By Megan Barth, October 16, 2025 2:12 pm

Tent encapment on LA streets (Photo: @BillEssayli)

“California has spent billions of taxpayer dollar to combat its homelessness crisis with very little to show for it,” Acting U.S. Attorney Bill Essayli correctly acknowledged today, and through the new Homelessness Fraud and Corruption Task Force launched by President Trump’s Department of Justice, two alleged fraudsters have been arrested in Brentwood and Beverly Hills, CA.

According to the DOJ’s press release:

Cody Holmes, 31, of Beverly Hills, was arrested this morning on a federal criminal complaint charging him with mail fraud, a felony offense that carries a statutory maximum sentence of 20 years in federal prison.

Steven Taylor, 44, of Brentwood, is charged with seven counts of bank fraud, one count of aggravated identity theft, and one count of money laundering.

As CFO of Shangri-La Industries, a for-profit affordable housing development company, Holmes used his executive position to allegedly embezzled tens-of-millions of dollars earmarked for low-income housing projects, and instead used the money to fund his lavish Beverly Hills lifestyle for him and his ex-girlfriend, Madeline Witt.

Cody Holmes and Madeline Witt (Screenshot of ABC7 news report)

A lawsuit filed by a Shangri-La industries against Holmes and Witt claims that Holmes transferred vast sums of money to himself and Witt to pay for expensive handbags, jewelry, exotic cars, private jet travel, VIP concert tickets, and the monthly rent on a 6,500 square-foot Beverly Hills mansion.

According to the complaint, several years ago Shangri-La Industries utilized state funding made available through affordable housing programs such as Project Homekey to build and maintain low-income housing projects designated for the homeless.

But several of the properties are now in foreclosure, including Project Homekey developments at former motels in Redlands and San Bernardino. The company is being sued by the California Department of Housing and Community Development for breach of contract.

Shangri-La Industries is seeking damages greater than $20 million for money allegedly embezzled by the defendants, and an additional $20 million in damages because of financial exposure to third parties and lost business income because of the alleged theft,” reports ABC7 Eyewitness News.

“He took advantage of his position and embezzled millions of dollars using fraudulent and deceptive means to do so,” said Brian A. Sun, an attorney representing Shangri-La Industries. “(Those schemes included) doctoring up signatures, creating documents, and opening up fictitious accounts as detailed in our complaint.”

In a separate state-led lawsuit against Shangri-La Industries, California Department of Housing and Community Development (HCD) paid more than $100 million in Homekey Project money to Shangri-La Industries to convert old motels throughout California into homeless housing.

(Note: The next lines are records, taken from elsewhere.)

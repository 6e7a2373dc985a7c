//! Configuration resolution with hierarchical merge
//!
//! Layers, later ones overriding earlier ones:
//! 1. Global (`<config_dir>/gpm/config.{toml,yaml,yml,json}`)
//! 2. Repository (`<root>/.gpm/config.{toml,yaml,yml,json}`)
//! 3. Command-line overrides
//!
//! Tables are merged key by key; any other value is replaced.

use std::path::PathBuf;

use gpm_fs::{GpmPath, NormalizedPath, find_config, load_config};
use serde_json::Value;

use super::GpmConfig;
use crate::{Error, Result};

/// Values supplied on the command line
#[derive(Debug, Clone, Default, PartialEq, Eq)]
pub struct ConfigOverrides {
    pub output: Option<String>,
    pub workers: Option<usize>,
    pub adapter: Option<String>,
}

/// Resolves configuration by merging multiple sources
pub struct ConfigResolver {
    root: NormalizedPath,
    /// Override for the global config directory (used for testing).
    global_config_dir_override: Option<PathBuf>,
}

impl ConfigResolver {
    pub fn new(root: NormalizedPath) -> Self {
        Self {
            root,
            global_config_dir_override: None,
        }
    }

    /// Create a resolver with a custom global config directory.
    pub fn with_global_config_dir(root: NormalizedPath, global_config_dir: PathBuf) -> Self {
        Self {
            root,
            global_config_dir_override: Some(global_config_dir),
        }
    }

    fn global_config_dir(&self) -> Option<PathBuf> {
        if let Some(ref override_dir) = self.global_config_dir_override {
            return Some(override_dir.clone());
        }
        dirs::config_dir().map(|d| d.join("gpm"))
    }

    fn repo_config_dir(&self) -> NormalizedPath {
        self.root.join(GpmPath::StateDir.as_str())
    }

    /// Path of the repository config file, if one exists.
    pub fn repo_config_path(&self) -> Option<NormalizedPath> {
        find_config(&self.repo_config_dir(), "config")
    }

    pub fn has_config(&self) -> bool {
        self.repo_config_path().is_some()
    }

    pub fn resolve(&self) -> Result<GpmConfig> {
        self.resolve_with(&ConfigOverrides::default())
    }

    /// Merge every layer and validate the result.
    ///
    /// Missing layers are skipped. An unparsable layer or an invalid merged
    /// value is a `Config` error.
    pub fn resolve_with(&self, overrides: &ConfigOverrides) -> Result<GpmConfig> {
        let mut merged = Value::Object(Default::default());

        if let Some(global_dir) = self.global_config_dir() {
            match find_config(&NormalizedPath::new(&global_dir), "config") {
                Some(path) => {
                    tracing::debug!(%path, "Loading global config (layer 1)");
                    merge_values(&mut merged, load_layer(&path)?);
                }
                None => tracing::debug!(dir = %global_dir.display(), "No global config found (layer 1)"),
            }
        }

        if let Some(path) = self.repo_config_path() {
            tracing::debug!(%path, "Loading repo config (layer 2)");
            merge_values(&mut merged, load_layer(&path)?);
        }

        let mut config: GpmConfig = serde_json::from_value(merged)
            .map_err(|e| Error::config(format!("Invalid configuration: {}", e)))?;

        if let Some(output) = &overrides.output {
            config.store.output = Some(output.clone());
        }
        if let Some(workers) = overrides.workers {
            config.engine.workers = Some(workers);
        }
        if let Some(adapter) = &overrides.adapter {
            config.engine.adapter = adapter.clone();
        }

        config.validate()?;
        Ok(config)
    }
}

fn load_layer(path: &NormalizedPath) -> Result<Value> {
    let value: Value = load_config(path).map_err(|e| Error::config(e.to_string()))?;
    match value {
        Value::Object(_) => Ok(value),
        // An empty TOML/YAML file
        Value::Null => Ok(Value::Object(Default::default())),
        _ => Err(Error::config(format!("{} must contain a table", path))),
    }
}

/// Deep-merge `overlay` into `base`.
pub fn merge_values(base: &mut Value, overlay: Value) {
    match (base, overlay) {
        (Value::Object(base_map), Value::Object(overlay_map)) => {
            for (key, value) in overlay_map {
                match base_map.get_mut(&key) {
                    Some(existing) => merge_values(existing, value),
                    None => {
                        base_map.insert(key, value);
                    }
                }
            }
        }
        (base, overlay) => *base = overlay,
    }
}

The California Department of Housing and Community Development contends that seven Project Homekey properties are facing foreclosure.

“The state is taking legal action as Shangri-La has misrepresented multiple financial considerations and has yet to cure a number of breached contractual obligations to the state and the Homekey program,” said Ryan Seeling, general counsel at the Department of Housing and Community Development.

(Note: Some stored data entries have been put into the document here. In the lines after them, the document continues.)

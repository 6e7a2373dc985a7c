//! Error types for gpm-cli

/// Result type for CLI operations
pub type Result<T> = std::result::Result<T, CliError>;

/// Exit status when at least one path failed
pub const EXIT_PATHS_FAILED: i32 = 2;
/// Exit status after an interrupted run
pub const EXIT_INTERRUPTED: i32 = 130;

/// Errors that can occur in CLI operations
#[derive(Debug, thiserror::Error)]
pub enum CliError {
    /// Error from gpm-core
    #[error(transparent)]
    Core(#[from] gpm_core::Error),

    /// Error from gpm-fs
    #[error(transparent)]
    Fs(#[from] gpm_fs::Error),

    /// Standard I/O error
    #[error(transparent)]
    Io(#[from] std::io::Error),

    #[error(transparent)]
    Json(#[from] serde_json::Error),

    /// Interactive prompt error
    #[error("Interactive prompt error: {0}")]
    Dialoguer(#[from] dialoguer::Error),

    /// Some paths failed; the rest of the run is committed
    #[error("{failed} path(s) failed")]
    PathsFailed { failed: usize },

    /// The run stopped early on Ctrl-C
    #[error("Interrupted, {pending} action(s) left for the next run")]
    Interrupted { pending: usize },

    /// User-facing error with a message
    #[error("{message}")]
    User { message: String },
}

impl CliError {
    /// Create a new user error with the given message
    pub fn user(message: impl Into<String>) -> Self {
        Self::User {
            message: message.into(),
        }
    }

    pub fn exit_code(&self) -> i32 {
        match self {
            Self::PathsFailed { .. } => EXIT_PATHS_FAILED,
            Self::Interrupted { .. } => EXIT_INTERRUPTED,
            _ => 1,
        }
    }
}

“The difficulties they find themselves in are of their own making. This is clearly spelled out in the complaint. HCD will continue to make every effort to ensure Homekey dollars go toward housing individuals experiencing homelessness, and not enriching developers.”

According to the federal indictment against Steven Taylor:

From August 2019 to July 2025, Taylor used fake bank statements and false cash representations to obtain loans and lines of credit to operate his real estate business.  Among other uses for the fraud proceeds, Taylor acquired or refinanced properties in the Los Angeles neighborhoods of Silver Lake, Los Feliz, Westlake, Del Rey, Pico-Union, and Cheviot Hills.

Taylor also is charged with lying to lenders about his intended use of the properties, including lying to the lender funding his purchase of the Cheviot Hills property, misleadingly telling the lender he intended to renovate and use the property himself. In fact, Taylor already had contracted to sell the property, which he originally acquired for $11.2 million (obtained with a loan via fake bank statements) to a homeless housing developer purchasing it with public funds from the City of Los Angeles and the State of California for $27.3 million in a double-escrow transaction hidden from the victim lender and others.

The fake bank statements, false cash representations, and misrepresentations regarding liabilities were material to lenders in deciding whether to approve and to keep open the loans and lines of credit Taylor sought and maintained. Taylor used the fraudulently obtained lines of credit to make down payments on real estate that he also obtained with the fraudulent loans.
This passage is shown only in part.